What the task asks:
Your answer should be every line of the records that contains the word "legs", copied as it stands.

Dataset extract:
---+---

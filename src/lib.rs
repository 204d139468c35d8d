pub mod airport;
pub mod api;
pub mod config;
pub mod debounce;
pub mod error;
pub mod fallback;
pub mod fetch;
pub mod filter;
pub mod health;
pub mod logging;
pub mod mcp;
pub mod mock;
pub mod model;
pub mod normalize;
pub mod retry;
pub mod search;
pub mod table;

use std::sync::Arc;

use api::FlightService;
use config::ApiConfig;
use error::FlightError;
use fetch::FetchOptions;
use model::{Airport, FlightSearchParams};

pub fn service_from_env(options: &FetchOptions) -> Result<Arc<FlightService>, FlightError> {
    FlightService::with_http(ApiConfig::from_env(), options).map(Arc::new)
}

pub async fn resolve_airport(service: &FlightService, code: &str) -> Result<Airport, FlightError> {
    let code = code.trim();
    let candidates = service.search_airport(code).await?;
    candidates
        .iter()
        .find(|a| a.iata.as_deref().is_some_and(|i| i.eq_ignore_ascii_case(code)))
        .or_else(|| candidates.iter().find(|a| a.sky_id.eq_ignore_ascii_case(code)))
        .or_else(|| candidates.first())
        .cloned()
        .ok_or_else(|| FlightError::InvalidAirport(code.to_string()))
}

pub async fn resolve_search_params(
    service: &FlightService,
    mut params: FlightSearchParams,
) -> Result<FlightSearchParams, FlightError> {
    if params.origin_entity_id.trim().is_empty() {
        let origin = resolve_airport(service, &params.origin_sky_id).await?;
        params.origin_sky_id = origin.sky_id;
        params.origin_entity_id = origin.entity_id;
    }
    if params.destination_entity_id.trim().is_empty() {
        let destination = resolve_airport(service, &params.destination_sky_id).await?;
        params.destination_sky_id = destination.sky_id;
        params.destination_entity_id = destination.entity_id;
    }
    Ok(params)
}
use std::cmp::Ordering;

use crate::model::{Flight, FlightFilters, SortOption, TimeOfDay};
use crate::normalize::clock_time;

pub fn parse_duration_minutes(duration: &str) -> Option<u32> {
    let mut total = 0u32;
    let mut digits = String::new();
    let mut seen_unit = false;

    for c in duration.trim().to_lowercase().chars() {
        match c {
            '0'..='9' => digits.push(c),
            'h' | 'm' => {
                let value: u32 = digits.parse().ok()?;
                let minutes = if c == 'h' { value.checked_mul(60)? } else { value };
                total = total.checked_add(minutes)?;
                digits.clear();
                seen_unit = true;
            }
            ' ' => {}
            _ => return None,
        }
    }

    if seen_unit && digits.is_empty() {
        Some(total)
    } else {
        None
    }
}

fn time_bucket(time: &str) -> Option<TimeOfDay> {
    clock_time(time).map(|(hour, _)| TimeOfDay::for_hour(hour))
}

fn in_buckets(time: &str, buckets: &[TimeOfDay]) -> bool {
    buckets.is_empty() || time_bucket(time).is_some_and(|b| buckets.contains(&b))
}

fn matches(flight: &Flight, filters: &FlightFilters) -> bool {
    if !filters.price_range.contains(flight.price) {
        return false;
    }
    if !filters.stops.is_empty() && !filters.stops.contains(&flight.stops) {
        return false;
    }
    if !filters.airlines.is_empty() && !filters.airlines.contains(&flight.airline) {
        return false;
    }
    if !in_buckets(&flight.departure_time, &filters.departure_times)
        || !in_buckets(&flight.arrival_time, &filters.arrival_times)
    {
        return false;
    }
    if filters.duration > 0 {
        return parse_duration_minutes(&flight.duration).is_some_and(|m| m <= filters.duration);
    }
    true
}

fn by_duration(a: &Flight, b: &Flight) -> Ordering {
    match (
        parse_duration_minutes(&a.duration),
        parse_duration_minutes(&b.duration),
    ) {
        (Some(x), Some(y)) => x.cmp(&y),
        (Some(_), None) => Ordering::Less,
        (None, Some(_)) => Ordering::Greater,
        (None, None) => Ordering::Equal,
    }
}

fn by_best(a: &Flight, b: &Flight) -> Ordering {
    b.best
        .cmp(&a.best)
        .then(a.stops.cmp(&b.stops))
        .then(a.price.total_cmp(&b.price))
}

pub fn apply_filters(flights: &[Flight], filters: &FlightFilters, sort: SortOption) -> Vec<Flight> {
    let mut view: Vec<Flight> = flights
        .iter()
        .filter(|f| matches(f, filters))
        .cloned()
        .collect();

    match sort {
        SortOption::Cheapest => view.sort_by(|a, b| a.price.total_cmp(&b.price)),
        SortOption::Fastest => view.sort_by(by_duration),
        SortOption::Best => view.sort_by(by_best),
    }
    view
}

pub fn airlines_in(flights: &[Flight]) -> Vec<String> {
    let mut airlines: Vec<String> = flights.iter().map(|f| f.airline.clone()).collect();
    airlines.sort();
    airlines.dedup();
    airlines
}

---+---

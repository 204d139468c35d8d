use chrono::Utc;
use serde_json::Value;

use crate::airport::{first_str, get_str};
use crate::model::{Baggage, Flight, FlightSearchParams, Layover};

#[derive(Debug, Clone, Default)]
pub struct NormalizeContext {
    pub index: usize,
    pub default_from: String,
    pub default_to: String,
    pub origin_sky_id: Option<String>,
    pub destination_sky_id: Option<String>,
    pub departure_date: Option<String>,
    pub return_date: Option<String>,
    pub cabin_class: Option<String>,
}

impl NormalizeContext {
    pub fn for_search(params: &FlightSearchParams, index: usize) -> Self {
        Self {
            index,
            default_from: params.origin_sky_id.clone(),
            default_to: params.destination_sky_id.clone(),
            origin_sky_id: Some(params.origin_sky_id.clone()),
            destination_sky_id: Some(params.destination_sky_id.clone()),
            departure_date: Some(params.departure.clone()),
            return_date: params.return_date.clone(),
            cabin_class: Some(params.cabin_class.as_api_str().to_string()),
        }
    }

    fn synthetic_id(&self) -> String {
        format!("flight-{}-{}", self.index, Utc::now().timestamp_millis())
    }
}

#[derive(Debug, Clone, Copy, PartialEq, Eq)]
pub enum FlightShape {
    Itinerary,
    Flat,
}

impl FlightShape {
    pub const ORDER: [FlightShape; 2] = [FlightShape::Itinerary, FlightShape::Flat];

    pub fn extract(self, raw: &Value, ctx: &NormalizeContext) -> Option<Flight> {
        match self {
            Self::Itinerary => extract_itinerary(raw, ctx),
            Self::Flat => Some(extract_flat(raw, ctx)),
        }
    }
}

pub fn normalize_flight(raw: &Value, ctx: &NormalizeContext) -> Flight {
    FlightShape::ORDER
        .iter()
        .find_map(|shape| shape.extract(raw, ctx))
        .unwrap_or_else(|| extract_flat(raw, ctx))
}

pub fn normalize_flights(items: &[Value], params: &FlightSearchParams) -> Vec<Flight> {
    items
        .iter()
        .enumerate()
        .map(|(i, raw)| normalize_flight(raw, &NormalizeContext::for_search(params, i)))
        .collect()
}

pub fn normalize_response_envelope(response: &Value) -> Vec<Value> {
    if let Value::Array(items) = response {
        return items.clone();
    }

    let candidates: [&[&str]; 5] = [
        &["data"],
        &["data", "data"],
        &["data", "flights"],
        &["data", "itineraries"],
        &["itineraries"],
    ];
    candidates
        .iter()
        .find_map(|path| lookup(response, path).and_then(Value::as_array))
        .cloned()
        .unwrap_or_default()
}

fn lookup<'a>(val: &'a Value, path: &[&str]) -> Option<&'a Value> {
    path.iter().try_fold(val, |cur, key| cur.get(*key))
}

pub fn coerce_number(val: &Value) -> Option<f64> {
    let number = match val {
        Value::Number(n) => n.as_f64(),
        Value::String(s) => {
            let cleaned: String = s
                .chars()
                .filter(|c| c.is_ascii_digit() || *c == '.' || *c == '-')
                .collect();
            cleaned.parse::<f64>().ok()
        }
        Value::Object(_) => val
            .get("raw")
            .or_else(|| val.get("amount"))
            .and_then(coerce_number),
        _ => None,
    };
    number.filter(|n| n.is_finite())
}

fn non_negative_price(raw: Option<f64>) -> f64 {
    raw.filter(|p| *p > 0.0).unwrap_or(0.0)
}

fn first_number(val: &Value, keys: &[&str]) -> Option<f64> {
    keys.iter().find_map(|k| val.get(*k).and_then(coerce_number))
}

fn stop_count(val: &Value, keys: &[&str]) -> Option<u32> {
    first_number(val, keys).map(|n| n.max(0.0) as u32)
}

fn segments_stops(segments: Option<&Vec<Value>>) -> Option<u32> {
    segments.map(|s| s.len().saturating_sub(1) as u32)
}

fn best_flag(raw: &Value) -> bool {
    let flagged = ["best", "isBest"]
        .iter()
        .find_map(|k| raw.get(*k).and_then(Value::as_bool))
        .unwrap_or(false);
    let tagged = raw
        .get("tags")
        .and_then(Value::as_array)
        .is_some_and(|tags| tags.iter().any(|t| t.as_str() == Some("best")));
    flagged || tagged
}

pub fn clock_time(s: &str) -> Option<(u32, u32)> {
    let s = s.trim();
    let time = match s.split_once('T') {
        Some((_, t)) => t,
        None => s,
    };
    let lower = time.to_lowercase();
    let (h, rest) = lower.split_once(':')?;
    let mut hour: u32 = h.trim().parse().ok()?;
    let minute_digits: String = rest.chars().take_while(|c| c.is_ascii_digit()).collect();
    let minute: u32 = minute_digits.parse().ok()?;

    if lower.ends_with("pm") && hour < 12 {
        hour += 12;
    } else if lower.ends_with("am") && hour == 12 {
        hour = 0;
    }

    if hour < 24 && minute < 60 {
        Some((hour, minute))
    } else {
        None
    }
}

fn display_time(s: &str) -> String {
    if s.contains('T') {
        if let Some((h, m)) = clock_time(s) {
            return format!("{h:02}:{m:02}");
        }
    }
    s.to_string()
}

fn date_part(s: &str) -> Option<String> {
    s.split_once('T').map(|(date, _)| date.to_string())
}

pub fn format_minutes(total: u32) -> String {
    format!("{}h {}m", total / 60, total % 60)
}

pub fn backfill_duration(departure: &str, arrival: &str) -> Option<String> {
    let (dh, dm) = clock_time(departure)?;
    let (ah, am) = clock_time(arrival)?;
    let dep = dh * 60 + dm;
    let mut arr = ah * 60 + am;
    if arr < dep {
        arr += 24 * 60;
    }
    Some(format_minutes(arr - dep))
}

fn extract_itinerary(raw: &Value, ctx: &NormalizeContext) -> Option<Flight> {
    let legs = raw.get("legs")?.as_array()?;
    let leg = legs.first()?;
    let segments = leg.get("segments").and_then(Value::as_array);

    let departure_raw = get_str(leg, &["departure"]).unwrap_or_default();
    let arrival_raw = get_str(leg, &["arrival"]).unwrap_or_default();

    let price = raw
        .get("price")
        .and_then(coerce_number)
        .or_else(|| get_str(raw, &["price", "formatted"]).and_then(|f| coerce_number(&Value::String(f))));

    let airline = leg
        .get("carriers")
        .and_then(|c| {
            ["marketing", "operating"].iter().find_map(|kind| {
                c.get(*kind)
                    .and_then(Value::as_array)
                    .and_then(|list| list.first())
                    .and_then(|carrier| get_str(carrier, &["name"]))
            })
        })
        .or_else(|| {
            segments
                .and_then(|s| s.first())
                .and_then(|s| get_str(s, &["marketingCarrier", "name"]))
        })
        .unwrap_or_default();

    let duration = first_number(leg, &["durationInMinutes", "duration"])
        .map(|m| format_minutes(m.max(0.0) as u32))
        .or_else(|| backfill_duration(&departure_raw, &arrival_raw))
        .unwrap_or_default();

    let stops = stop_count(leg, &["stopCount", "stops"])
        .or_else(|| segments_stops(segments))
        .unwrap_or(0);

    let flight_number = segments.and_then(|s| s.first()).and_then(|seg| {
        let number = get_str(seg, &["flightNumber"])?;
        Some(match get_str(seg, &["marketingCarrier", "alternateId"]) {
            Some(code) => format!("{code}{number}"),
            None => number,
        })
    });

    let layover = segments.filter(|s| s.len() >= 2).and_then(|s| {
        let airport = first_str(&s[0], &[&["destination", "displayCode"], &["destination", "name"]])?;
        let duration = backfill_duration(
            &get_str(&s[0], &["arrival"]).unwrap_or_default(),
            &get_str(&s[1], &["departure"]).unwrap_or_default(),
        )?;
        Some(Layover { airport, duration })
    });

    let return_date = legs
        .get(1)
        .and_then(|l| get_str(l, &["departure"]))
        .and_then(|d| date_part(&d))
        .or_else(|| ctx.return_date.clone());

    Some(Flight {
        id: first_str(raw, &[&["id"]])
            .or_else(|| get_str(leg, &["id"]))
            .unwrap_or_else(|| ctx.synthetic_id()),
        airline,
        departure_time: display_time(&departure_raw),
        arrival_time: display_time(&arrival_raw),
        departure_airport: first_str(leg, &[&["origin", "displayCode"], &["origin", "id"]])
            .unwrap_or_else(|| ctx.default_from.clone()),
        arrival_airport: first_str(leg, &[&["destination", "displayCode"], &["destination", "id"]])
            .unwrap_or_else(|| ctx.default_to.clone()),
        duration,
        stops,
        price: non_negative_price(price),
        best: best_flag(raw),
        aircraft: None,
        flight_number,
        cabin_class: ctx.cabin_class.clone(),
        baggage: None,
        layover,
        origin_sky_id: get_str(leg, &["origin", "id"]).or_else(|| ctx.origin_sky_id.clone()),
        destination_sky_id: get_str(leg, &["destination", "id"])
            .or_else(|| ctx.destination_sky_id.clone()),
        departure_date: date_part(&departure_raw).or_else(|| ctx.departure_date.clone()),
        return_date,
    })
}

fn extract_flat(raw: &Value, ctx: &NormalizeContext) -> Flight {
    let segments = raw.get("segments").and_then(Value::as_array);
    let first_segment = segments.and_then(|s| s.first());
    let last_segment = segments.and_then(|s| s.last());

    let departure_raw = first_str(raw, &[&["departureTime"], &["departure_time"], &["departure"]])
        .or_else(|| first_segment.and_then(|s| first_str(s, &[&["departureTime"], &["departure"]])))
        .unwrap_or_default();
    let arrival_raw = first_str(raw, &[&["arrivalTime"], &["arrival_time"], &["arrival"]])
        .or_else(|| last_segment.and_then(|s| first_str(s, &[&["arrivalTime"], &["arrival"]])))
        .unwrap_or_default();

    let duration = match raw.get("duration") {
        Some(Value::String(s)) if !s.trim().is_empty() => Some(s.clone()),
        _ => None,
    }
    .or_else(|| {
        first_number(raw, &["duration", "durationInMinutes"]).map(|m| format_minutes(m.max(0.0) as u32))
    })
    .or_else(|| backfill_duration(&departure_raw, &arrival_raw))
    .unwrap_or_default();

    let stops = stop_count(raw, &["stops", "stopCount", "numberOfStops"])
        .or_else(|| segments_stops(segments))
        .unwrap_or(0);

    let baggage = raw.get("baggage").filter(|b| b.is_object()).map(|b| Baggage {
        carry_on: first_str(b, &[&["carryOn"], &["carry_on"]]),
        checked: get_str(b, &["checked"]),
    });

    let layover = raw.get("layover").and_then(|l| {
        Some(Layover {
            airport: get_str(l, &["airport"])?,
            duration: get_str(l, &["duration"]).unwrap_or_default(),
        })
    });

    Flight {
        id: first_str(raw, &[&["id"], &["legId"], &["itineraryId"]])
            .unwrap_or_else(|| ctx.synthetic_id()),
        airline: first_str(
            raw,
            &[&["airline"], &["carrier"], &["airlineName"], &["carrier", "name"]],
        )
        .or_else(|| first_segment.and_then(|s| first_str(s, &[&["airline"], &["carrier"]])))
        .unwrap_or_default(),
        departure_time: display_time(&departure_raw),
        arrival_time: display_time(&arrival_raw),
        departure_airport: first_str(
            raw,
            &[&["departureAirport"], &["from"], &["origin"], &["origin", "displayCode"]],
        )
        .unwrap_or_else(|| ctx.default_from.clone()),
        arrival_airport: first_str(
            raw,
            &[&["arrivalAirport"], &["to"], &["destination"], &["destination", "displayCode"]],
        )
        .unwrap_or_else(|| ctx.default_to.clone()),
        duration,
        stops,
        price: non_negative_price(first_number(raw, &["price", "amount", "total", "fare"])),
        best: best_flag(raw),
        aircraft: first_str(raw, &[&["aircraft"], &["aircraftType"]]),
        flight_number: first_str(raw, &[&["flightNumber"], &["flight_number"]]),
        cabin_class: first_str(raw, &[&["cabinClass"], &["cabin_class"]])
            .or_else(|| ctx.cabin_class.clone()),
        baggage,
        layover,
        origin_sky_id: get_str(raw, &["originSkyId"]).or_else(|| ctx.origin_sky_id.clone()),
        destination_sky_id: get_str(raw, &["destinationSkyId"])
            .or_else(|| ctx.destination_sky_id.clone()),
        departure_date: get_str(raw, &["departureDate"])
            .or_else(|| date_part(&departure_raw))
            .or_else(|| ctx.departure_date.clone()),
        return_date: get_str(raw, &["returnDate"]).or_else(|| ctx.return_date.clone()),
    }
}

---+---

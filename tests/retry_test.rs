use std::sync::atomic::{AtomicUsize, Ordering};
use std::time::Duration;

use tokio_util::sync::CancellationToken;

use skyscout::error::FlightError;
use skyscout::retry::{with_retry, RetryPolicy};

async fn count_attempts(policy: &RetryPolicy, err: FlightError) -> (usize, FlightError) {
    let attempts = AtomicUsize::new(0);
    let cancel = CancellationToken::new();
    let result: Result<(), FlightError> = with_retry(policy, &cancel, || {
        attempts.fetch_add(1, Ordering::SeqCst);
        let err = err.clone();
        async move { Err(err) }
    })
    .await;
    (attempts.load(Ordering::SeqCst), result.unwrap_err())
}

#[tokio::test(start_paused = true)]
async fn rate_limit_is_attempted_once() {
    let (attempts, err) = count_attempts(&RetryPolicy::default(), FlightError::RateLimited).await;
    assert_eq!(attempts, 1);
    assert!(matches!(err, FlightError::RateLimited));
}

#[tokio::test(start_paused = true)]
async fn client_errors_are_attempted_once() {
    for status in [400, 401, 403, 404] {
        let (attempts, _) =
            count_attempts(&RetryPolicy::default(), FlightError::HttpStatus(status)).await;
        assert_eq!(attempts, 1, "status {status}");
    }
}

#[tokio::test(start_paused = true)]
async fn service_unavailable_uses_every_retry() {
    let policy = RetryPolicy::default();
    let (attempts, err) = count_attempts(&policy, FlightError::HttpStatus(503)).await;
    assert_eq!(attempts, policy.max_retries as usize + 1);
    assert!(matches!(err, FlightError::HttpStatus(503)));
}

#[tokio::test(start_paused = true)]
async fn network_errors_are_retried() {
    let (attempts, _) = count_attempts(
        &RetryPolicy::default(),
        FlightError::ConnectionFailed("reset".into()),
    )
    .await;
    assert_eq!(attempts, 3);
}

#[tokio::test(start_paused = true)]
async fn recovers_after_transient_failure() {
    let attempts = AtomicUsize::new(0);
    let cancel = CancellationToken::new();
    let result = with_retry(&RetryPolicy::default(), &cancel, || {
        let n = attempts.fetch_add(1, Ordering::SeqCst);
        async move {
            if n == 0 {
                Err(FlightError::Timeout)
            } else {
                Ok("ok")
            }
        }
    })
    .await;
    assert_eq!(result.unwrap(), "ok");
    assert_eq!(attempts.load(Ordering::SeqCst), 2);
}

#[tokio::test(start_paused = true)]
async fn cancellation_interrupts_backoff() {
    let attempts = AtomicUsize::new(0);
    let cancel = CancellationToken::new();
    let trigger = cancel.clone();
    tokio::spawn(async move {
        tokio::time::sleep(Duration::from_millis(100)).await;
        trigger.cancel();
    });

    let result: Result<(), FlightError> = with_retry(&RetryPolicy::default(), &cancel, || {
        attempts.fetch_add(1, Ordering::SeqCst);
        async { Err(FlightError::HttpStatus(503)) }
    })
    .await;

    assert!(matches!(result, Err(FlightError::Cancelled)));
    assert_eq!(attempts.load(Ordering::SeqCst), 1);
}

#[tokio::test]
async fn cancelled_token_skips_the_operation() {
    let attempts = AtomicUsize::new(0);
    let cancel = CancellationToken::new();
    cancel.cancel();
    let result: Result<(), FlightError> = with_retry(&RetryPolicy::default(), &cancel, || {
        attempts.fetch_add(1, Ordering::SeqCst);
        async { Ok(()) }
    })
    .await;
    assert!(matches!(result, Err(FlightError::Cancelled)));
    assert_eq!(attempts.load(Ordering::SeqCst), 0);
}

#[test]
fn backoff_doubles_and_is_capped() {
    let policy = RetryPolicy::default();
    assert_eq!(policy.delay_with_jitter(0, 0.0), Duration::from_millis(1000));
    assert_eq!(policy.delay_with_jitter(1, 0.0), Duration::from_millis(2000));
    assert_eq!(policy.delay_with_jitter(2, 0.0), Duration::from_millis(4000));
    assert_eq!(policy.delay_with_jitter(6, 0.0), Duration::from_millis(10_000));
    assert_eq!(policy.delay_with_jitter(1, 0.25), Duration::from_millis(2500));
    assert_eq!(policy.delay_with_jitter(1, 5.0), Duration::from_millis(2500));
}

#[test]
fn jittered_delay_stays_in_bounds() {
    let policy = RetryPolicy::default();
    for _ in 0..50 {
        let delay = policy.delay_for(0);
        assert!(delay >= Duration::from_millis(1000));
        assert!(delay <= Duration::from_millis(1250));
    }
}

---+---

Task answer:
    let legs = raw.get("legs")?.as_array()?;
    let leg = legs.first()?;
    let return_date = legs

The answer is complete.